SHREVEPORT, La. (KTAL/KMSS) – High school students from Huntington and Green Oaks had the chance to have a candid conversation about gun violence with Shreveport police.
A panel including SPD Chief Wayne Smith, Caddo Schools Superintendent Lamar Goree, and four high school students began the discussion talking about the social pressures of gun violence and crime.
“I just feel like some people just don’t have anything better to do,” said a Huntington High School student. “They’re not really at school to learn and they’re just looking for entertainment and looking for problems in all the wrong places.”
The students shifted the discussion to the impact of social media.
Several lined up to share their experience, saying many of the fights on campus actually start online.
“So I took myself some notes,” said Chief Wayne Smith. “I’ve got a page full of notes to go back and read them again and think about them and digest them and try to help to coordinate that kind of thinking into the strategies that we develop to try to make our city a safer community.”

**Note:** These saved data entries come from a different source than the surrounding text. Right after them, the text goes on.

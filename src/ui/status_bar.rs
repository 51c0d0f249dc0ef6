use ratatui::{prelude::*, widgets::Paragraph};

use crate::app::App;

pub fn render(frame: &mut Frame, app: &App, area: Rect) {
    if let Some(ref message) = app.status_message {
        let line = Line::from(vec![Span::styled(
            format!(" {} ", message),
            Style::default().fg(Color::Yellow).bg(Color::DarkGray),
        )]);
        frame.render_widget(Paragraph::new(line), area);
        return;
    }

    let gallery = app.lightbox.gallery();
    let item_count = gallery.len();
    let video_count = gallery
        .iter()
        .filter(|item| item.kind == kalbum::MediaKind::Video)
        .count();

    let position = match app.lightbox.state().current_position {
        Some(p) => format!("{}/{}", p + 1, item_count),
        None if item_count > 0 => format!("{}/{}", app.lightbox.view().list.selected + 1, item_count),
        None => "0/0".to_string(),
    };

    // In-flight server requests
    let task_indicators: Vec<String> = app
        .requests
        .pending_requests()
        .into_iter()
        .chain(app.lightbox.pending_requests())
        .map(|request| format!("[{}:{}s]", request.kind.short_name(), request.elapsed().as_secs()))
        .collect();

    let mut spans = vec![
        Span::styled(
            format!(" {} ", app.album_title()),
            Style::default().fg(Color::White).bg(Color::DarkGray),
        ),
        Span::styled(
            format!(" {} images, {} videos ", item_count - video_count, video_count),
            Style::default().fg(Color::Gray),
        ),
    ];

    if !task_indicators.is_empty() {
        spans.push(Span::styled(
            format!(" {} ", task_indicators.join(" ")),
            Style::default().fg(Color::Cyan),
        ));
    }

    let content_len: usize = spans.iter().map(|s| s.content.chars().count()).sum();
    let help_text = if app.lightbox.state().editing_active {
        format!(" {} | Enter:save Tab:field Esc:close ", position)
    } else if app.lightbox.is_open() {
        format!(" {} | ←/→ ↑:edit ↓:get Esc ", position)
    } else {
        format!(" {} | a:albums r:reload ?:help q:quit ", position)
    };
    let help_len = help_text.chars().count();

    let available = area.width as usize;
    if available > content_len + help_len {
        spans.push(Span::raw(" ".repeat(available - content_len - help_len)));
    }

    spans.push(Span::styled(
        help_text,
        Style::default().fg(Color::White).bg(Color::DarkGray),
    ));

    frame.render_widget(Paragraph::new(Line::from(spans)), area);
}
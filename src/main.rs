mod app;
mod ui;

use anyhow::Result;
use crossterm::{
    execute,
    terminal::{disable_raw_mode, enable_raw_mode, EnterAlternateScreen, LeaveAlternateScreen},
};
use ratatui::prelude::*;
use std::io;
use std::path::PathBuf;

use app::App;
use kalbum::config::Config;
use kalbum::logging;

struct Args {
    config_path: Option<PathBuf>,
    album: Option<String>,
}

fn parse_args() -> Args {
    let args: Vec<String> = std::env::args().collect();
    let mut parsed = Args {
        config_path: None,
        album: None,
    };

    let mut i = 1;
    while i < args.len() {
        match args[i].as_str() {
            "--help" | "-h" => {
                print_help();
                std::process::exit(0);
            }
            "--version" | "-V" => {
                println!("kalbum {}", env!("CARGO_PKG_VERSION"));
                std::process::exit(0);
            }
            "--config" | "-c" => {
                if i + 1 < args.len() {
                    parsed.config_path = Some(PathBuf::from(&args[i + 1]));
                    i += 1;
                } else {
                    eprintln!("Error: --config requires a path argument");
                    std::process::exit(1);
                }
            }
            "--album" | "-a" => {
                if i + 1 < args.len() {
                    parsed.album = Some(args[i + 1].clone());
                    i += 1;
                } else {
                    eprintln!("Error: --album requires an album id");
                    std::process::exit(1);
                }
            }
            _ => {
                eprintln!("Unknown argument: {}", args[i]);
                print_help();
                std::process::exit(1);
            }
        }
        i += 1;
    }

    parsed
}

fn print_help() {
    println!(
        r#"kalbum - terminal lightbox for album servers

USAGE:
    kalbum [OPTIONS]

OPTIONS:
    --config, -c PATH   Path to config file
    --album, -a ID      Open this album instead of the configured default
    --version, -V       Show version
    --help, -h          Show this help message

ENVIRONMENT:
    KALBUM_CONFIG       Path to config file (overrides default location)
    KALBUM_LOG          Log filter (trace, debug, info, warn, error)

Config file location: $XDG_CONFIG_HOME/kalbum/config.toml"#
    );
}

#[tokio::main]
async fn main() -> Result<()> {
    let args = parse_args();

    let _ = logging::init(None);

    let mut config = match args.config_path {
        Some(path) => Config::load_from(&path)?,
        None => Config::load()?,
    };
    if args.album.is_some() {
        config.default_album = args.album;
    }

    // Setup terminal
    enable_raw_mode()?;
    let mut stdout = io::stdout();
    execute!(stdout, EnterAlternateScreen)?;
    let backend = CrosstermBackend::new(stdout);
    let mut terminal = Terminal::new(backend)?;

    let mut app = App::new(config);
    let result = app.run(&mut terminal).await;

    // Restore terminal
    disable_raw_mode()?;
    execute!(terminal.backend_mut(), LeaveAlternateScreen)?;
    terminal.show_cursor()?;

    if let Err(ref e) = result {
        tracing::error!(error = %e, "Exited with error");
    }
    result
}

The mutual transparency between faculty, law enforcement and students allowed for all parties to express their concerns.
“We as a community are struggling with defining what is going to be the most effective way to bring about change,” said Lamar Goree, Superintendent of Caddo Parish Public Schools. “I think that we’ve had these conversations in the past and quite frankly have not seen the change that we’d hope for.”